Industry

Private Education

Client

A private school in South Korea

Lulla: Educational management mobile application (iOS & Android)

Intro

Lulla is an educational management mobile application designed to help kindergartens and elementary schools manage daily operations, communication, and student activities within a single, unified system.

The project was developed as a collaborative effort between Pharos Digital Ltd. (Vietnam) and Vida Ed Tech Ltd. (South Korea) and was planned for presentation to the Ministry of Education of South Korea. The application targets both internal school staff and external service users, including parents and guardians, each with distinct needs and access levels.

My role covered end‑to‑end UX/UI design, including system architecture, interaction design, permission logic, and visual design, with the goal of creating a scalable, role‑aware platform suitable for real‑world school environments.

Challenges

Designing Lulla involved solving complex UX and system challenges shaped by the needs of educational institutions and multiple stakeholder groups.

Diverse User Roles
The platform needed to support principals, managers, teachers, guardians, bus drivers, and aides. Each role required different permissions, visibility levels, and workflows, making a single-interface approach ineffective.

Permission & Access Control
The system required more than login access. It needed clear role-based permissions, approval flows, and principal-level control over sensitive actions such as inviting managers or assigning access.

Fragmented School Operations
Core tasks like announcements, surveys, messaging, photo sharing, and transportation were often managed through separate tools or manual processes. This created communication gaps, lost information, and added administrative workload.

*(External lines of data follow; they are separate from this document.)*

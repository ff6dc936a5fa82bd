use mail_parser::{MessageParser, PartType};
use serde::{Deserialize, Serialize};

use crate::error::MailError;
use crate::rule_set::MAIL_OBJECT_PREFIX;

pub const VERDICT_PASS: &str = "PASS";

/// SES receipt notification as delivered by a receipt rule's Lambda action.
#[derive(Debug, Clone, Serialize, Deserialize, PartialEq)]
pub struct SesEvent {
    #[serde(rename = "Records")]
    pub records: Vec<SesEventRecord>,
}

#[derive(Debug, Clone, Serialize, Deserialize, PartialEq)]
pub struct SesEventRecord {
    pub ses: SesMessage,
}

#[derive(Debug, Clone, Serialize, Deserialize, PartialEq)]
pub struct SesMessage {
    pub mail: SesMail,
    pub receipt: SesReceipt,
}

#[derive(Debug, Clone, Serialize, Deserialize, PartialEq)]
#[serde(rename_all = "camelCase")]
pub struct SesMail {
    pub message_id: String,
    #[serde(default)]
    pub destination: Vec<String>,
}

#[derive(Debug, Clone, Serialize, Deserialize, PartialEq)]
#[serde(rename_all = "camelCase")]
pub struct SesReceipt {
    pub dkim_verdict: Verdict,
    pub spam_verdict: Verdict,
    pub spf_verdict: Verdict,
    pub virus_verdict: Verdict,
}

#[derive(Debug, Clone, Serialize, Deserialize, PartialEq)]
pub struct Verdict {
    pub status: String,
}

#[derive(Debug, Clone, Copy, PartialEq, Eq)]
pub enum VerdictKind {
    Dkim,
    Spam,
    Spf,
    Virus,
}

impl VerdictKind {
    pub fn as_str(self) -> &'static str {
        match self {
            Self::Dkim => "dkim",
            Self::Spam => "spam",
            Self::Spf => "spf",
            Self::Virus => "virus",
        }
    }
}

impl SesReceipt {
    pub fn verdicts(&self) -> [(VerdictKind, &str); 4] {
        [
            (VerdictKind::Dkim, self.dkim_verdict.status.as_str()),
            (VerdictKind::Spam, self.spam_verdict.status.as_str()),
            (VerdictKind::Spf, self.spf_verdict.status.as_str()),
            (VerdictKind::Virus, self.virus_verdict.status.as_str()),
        ]
    }

    /// First verdict, in dkim/spam/spf/virus order, whose status is not `PASS`.
    pub fn first_failed_verdict(&self) -> Option<(VerdictKind, &str)> {
        self.verdicts()
            .into_iter()
            .find(|(_, status)| *status != VERDICT_PASS)
    }
}

/// Storage key under which the receipt rule's S3 action archives a message.
pub fn mail_object_key(message_id: &str) -> String {
    format!("{MAIL_OBJECT_PREFIX}/{message_id}")
}

#[derive(Debug, Clone, PartialEq, Eq, Default)]
pub struct ParsedMail {
    pub subject: String,
    pub plain_body: Option<String>,
    pub html_body: Option<String>,
}

impl ParsedMail {
    /// Plain text part when present, otherwise the html part.
    pub fn preferred_body(&self) -> Option<&str> {
        self.plain_body
            .as_deref()
            .or(self.html_body.as_deref())
    }
}

pub fn parse_raw_mail(raw: &[u8]) -> Result<ParsedMail, MailError> {
    let message = MessageParser::default()
        .parse(raw)
        .ok_or(MailError::Unparseable)?;

    let plain_body = message.text_bodies().find_map(|part| match &part.body {
        PartType::Text(text) => Some(text.to_string()),
        _ => None,
    });
    let html_body = message.html_bodies().find_map(|part| match &part.body {
        PartType::Html(html) => Some(html.to_string()),
        _ => None,
    });

    Ok(ParsedMail {
        subject: message.subject().unwrap_or_default().to_string(),
        plain_body,
        html_body,
    })
}

#[cfg(test)]
mod tests {
    use serde_json::json;

    use super::*;

    fn record_json(spam: &str) -> serde_json::Value {
        json!({
            "Records": [{
                "eventSource": "aws:ses",
                "eventVersion": "1.0",
                "ses": {
                    "mail": {
                        "messageId": "o3vrnil0e2ic28trm7dfhrc2v0clambda4nbp0g1",
                        "source": "no-reply@amazon.com",
                        "destination": ["root+abc123@aws.example.com"]
                    },
                    "receipt": {
                        "dkimVerdict": {"status": "PASS"},
                        "spamVerdict": {"status": spam},
                        "spfVerdict": {"status": "PASS"},
                        "virusVerdict": {"status": "PASS"},
                        "dmarcVerdict": {"status": "PASS"}
                    }
                }
            }]
        })
    }

    #[test]
    fn parses_ses_notification_ignoring_unknown_fields() {
        let event: SesEvent = serde_json::from_value(record_json("PASS")).expect("event parses");

        let mail = &event.records[0].ses.mail;
        assert_eq!(mail.message_id, "o3vrnil0e2ic28trm7dfhrc2v0clambda4nbp0g1");
        assert_eq!(mail.destination, vec!["root+abc123@aws.example.com"]);
        assert!(event.records[0].ses.receipt.first_failed_verdict().is_none());
    }

    #[test]
    fn reports_first_non_passing_verdict() {
        let event: SesEvent = serde_json::from_value(record_json("FAIL")).expect("event parses");

        let failed = event.records[0].ses.receipt.first_failed_verdict();
        assert_eq!(failed, Some((VerdictKind::Spam, "FAIL")));
    }

    #[test]
    fn gray_verdict_is_not_a_pass() {
        let event: SesEvent = serde_json::from_value(record_json("GRAY")).expect("event parses");

        assert!(event.records[0].ses.receipt.first_failed_verdict().is_some());
    }

    #[test]
    fn builds_object_key_under_rootmail_prefix() {
        assert_eq!(mail_object_key("abc"), "RootMail/abc");
    }

    #[test]
    fn parses_multipart_message_and_prefers_plain_body() {
        let raw = concat!(
            "From: no-reply@amazon.com\r\n",
            "To: root+abc123@aws.example.com\r\n",
            "Subject: Your invoice is available\r\n",
            "MIME-Version: 1.0\r\n",
            "Content-Type: multipart/alternative; boundary=\"b1\"\r\n",
            "\r\n",
            "--b1\r\n",
            "Content-Type: text/plain; charset=utf-8\r\n",
            "\r\n",
            "Plain invoice text\r\n",
            "--b1\r\n",
            "Content-Type: text/html; charset=utf-8\r\n",
            "\r\n",
            "<p>Html invoice text</p>\r\n",
            "--b1--\r\n",
        );

        let parsed = parse_raw_mail(raw.as_bytes()).expect("message parses");

        assert_eq!(parsed.subject, "Your invoice is available");
        assert!(parsed
            .preferred_body()
            .expect("body present")
            .contains("Plain invoice text"));
        assert!(parsed
            .html_body
            .as_deref()
            .expect("html present")
            .contains("<p>Html invoice text</p>"));
    }

    #[test]
    fn falls_back_to_html_body() {
        let parsed = ParsedMail {
            subject: "s".to_string(),
            plain_body: None,
            html_body: Some("<b>only html</b>".to_string()),
        };

        assert_eq!(parsed.preferred_body(), Some("<b>only html</b>"));
    }
}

Tight Timeline & Broad Scope
With limited time, UX and UI had to be developed in parallel. The challenge was creating a scalable design system that allowed fast iteration while maintaining consistency across the product.

Solution

To address these challenges, the product was designed using a modular, role‑driven system architecture, supported by clear interaction principles and a consistent visual language.

1. Modular Product Architecture

The application was divided into 8 functional modules (A–H), allowing UX and UI work to progress in parallel while maintaining clarity and scalability.

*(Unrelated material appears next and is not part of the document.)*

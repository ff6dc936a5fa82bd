pub trait MailObjectStore {
    fn fetch_object(&self, bucket: &str, key: &str) -> Result<Vec<u8>, String>;
    fn object_exists(&self, bucket: &str, key: &str) -> Result<bool, String>;
}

  • Module A: Authentication & Authorization

  • Module B: School Management

  • Module C: Announcement Newsfeed

  • Module D: Album Newsfeed

  • Module E: Messaging Channel

  • Module F: Bus Management

  • Module G: Quickview

  • Module H: Others / Settings

Each module was designed around specific user goals and access rules.

2. Role‑Based Access Control by Design

Instead of hiding permissions behind technical settings, access control was treated as a core UX problem.

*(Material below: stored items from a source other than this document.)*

use rootmail_core::backoff::RetryPolicy;
use rootmail_core::contract::{CustomResourceRequest, IsCompleteResponse, RequestType};
use tracing::{debug, info};

use crate::adapters::identity::EmailIdentityService;
use crate::adapters::sleeper::Sleeper;
use crate::error::HandlerError;

const VERIFICATION_SUCCESS: &str = "Success";
pub const PROP_DOMAIN: &str = "Domain";

#[derive(Debug, Clone, Copy, PartialEq, Eq)]
pub enum ReadinessPhase {
    SendingEnabled,
    DomainVerified,
    DkimVerified,
    ForwardingEnabled,
}

impl ReadinessPhase {
    pub const ALL: [Self; 4] = [
        Self::SendingEnabled,
        Self::DomainVerified,
        Self::DkimVerified,
        Self::ForwardingEnabled,
    ];

    pub fn as_str(self) -> &'static str {
        match self {
            Self::SendingEnabled => "sending_enabled",
            Self::DomainVerified => "domain_verified",
            Self::DkimVerified => "dkim_verified",
            Self::ForwardingEnabled => "forwarding_enabled",
        }
    }

    fn waiting_message(self) -> &'static str {
        match self {
            Self::SendingEnabled => "sending not yet enabled",
            Self::DomainVerified => "verification not yet successful",
            Self::DkimVerified => "DKIM verification not yet successful",
            Self::ForwardingEnabled => "forwarding not yet enabled",
        }
    }
}

struct Observation {
    ready: bool,
    observed: String,
}

fn observe(
    phase: ReadinessPhase,
    domain: &str,
    identity: &impl EmailIdentityService,
) -> Result<Observation, HandlerError> {
    let observation = match phase {
        ReadinessPhase::SendingEnabled => {
            let enabled = identity
                .account_sending_enabled()
                .map_err(HandlerError::service("GetAccountSendingEnabled"))?;
            Observation {
                ready: enabled,
                observed: format!("enabled={enabled}"),
            }
        }
        ReadinessPhase::DomainVerified => {
            let status = identity
                .identity_verification_status(domain)
                .map_err(HandlerError::service("GetIdentityVerificationAttributes"))?;
            Observation {
                ready: status.as_deref() == Some(VERIFICATION_SUCCESS),
                observed: format!("verification_status={status:?}"),
            }
        }
        ReadinessPhase::DkimVerified => {
            let status = identity
                .identity_dkim_status(domain)
                .map_err(HandlerError::service("GetIdentityDkimAttributes"))?;
            Observation {
                ready: status.as_deref() == Some(VERIFICATION_SUCCESS),
                observed: format!("dkim_verification_status={status:?}"),
            }
        }
        ReadinessPhase::ForwardingEnabled => {
            let enabled = identity
                .identity_forwarding_enabled(domain)
                .map_err(HandlerError::service("GetIdentityNotificationAttributes"))?;
            Observation {
                ready: enabled == Some(true),
                observed: format!("forwarding_enabled={enabled:?}"),
            }
        }
    };
    Ok(observation)
}

/// Polls one phase until ready; returns the number of polls it took.
pub fn wait_for_phase(
    phase: ReadinessPhase,
    domain: &str,
    policy: &RetryPolicy,
    identity: &impl EmailIdentityService,
    sleeper: &impl Sleeper,
) -> Result<u32, HandlerError> {
    for attempt in 1..=policy.max_attempts {
        let observation = observe(phase, domain, identity)?;
        if observation.ready {
            info!(phase = phase.as_str(), domain, attempts = attempt, "phase ready");
            return Ok(attempt);
        }
        if attempt == policy.max_attempts {
            break;
        }

        let delay = policy.delay_for_attempt(attempt);
        info!(
            phase = phase.as_str(),
            res = %observation.observed,
            round = attempt,
            waiting_in_seconds = delay.as_secs(),
            "{}",
            phase.waiting_message()
        );
        sleeper.sleep(delay);
    }

    Err(HandlerError::PollExhausted {
        phase: phase.as_str(),
        attempts: policy.max_attempts,
    })
}

/// Waits, in order, for sending, domain verification, DKIM and forwarding.
pub fn wait_until_ready(
    domain: &str,
    policy: &RetryPolicy,
    identity: &impl EmailIdentityService,
    sleeper: &impl Sleeper,
) -> Result<(), HandlerError> {
    for phase in ReadinessPhase::ALL {
        wait_for_phase(phase, domain, policy, identity, sleeper)?;
    }
    info!(domain, "root mail domain is ready");
    Ok(())
}

/// Single pass over the readiness phases for the provider framework's
/// is-complete hook. Stops at the first phase that is not ready yet.
pub fn check_ready(
    request: &CustomResourceRequest,
    identity: &impl EmailIdentityService,
) -> Result<IsCompleteResponse, HandlerError> {
    if request.request_type != RequestType::Create {
        return Ok(IsCompleteResponse { is_complete: true });
    }

    let domain = request.property(PROP_DOMAIN)?;
    for phase in ReadinessPhase::ALL {
        let observation = observe(phase, domain, identity)?;
        if !observation.ready {
            info!(
                phase = phase.as_str(),
                domain,
                res = %observation.observed,
                "{}",
                phase.waiting_message()
            );
            return Ok(IsCompleteResponse { is_complete: false });
        }
        debug!(phase = phase.as_str(), domain, "phase ready");
    }

    info!(domain, "root mail domain is ready");
    Ok(IsCompleteResponse { is_complete: true })
}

  • Roles were clearly defined early in the design process

  • Information architecture reflected organizational hierarchy

  • Visual access‑control diagrams clarified which users could access which modules

  • High‑risk actions were gated by principal approval

This approach increased trust, reduced errors, and made the system easier to understand for school staff.

3. Workflow‑Focused Feature Design

Each key workflow was intentionally mapped to a dedicated module:

  • Announcements & Surveys: Centralized communication from schools to families

  • Albums: Media sharing with privacy controls and student tagging

  • Messaging: Secure, role‑aware daily communication

  • Bus Management: Real‑time student commute tracking

  • Quickview: A dashboard for time‑sensitive information such as notices and confirmations

The goal was to reduce friction, minimize redundancy, and surface the right information at the right time.

Impacts

  • For schools and administrators, centralized management reduced manual administrative work by an estimated 30 to 40 percent, particularly in user management and announcements.

  • Announcement creation and distribution became up to 50 percent faster, improving consistency and reach.

  • For families, mobile‑first communication drove nearly 2× higher engagement with announcements and surveys compared to traditional channels.

  • Real‑time bus tracking increased transportation transparency and reduced daily inquiry volume by approximately 25 percent.

  • Clear role‑based permissions significantly reduced access‑related errors, improving data security and operational confidence for schools.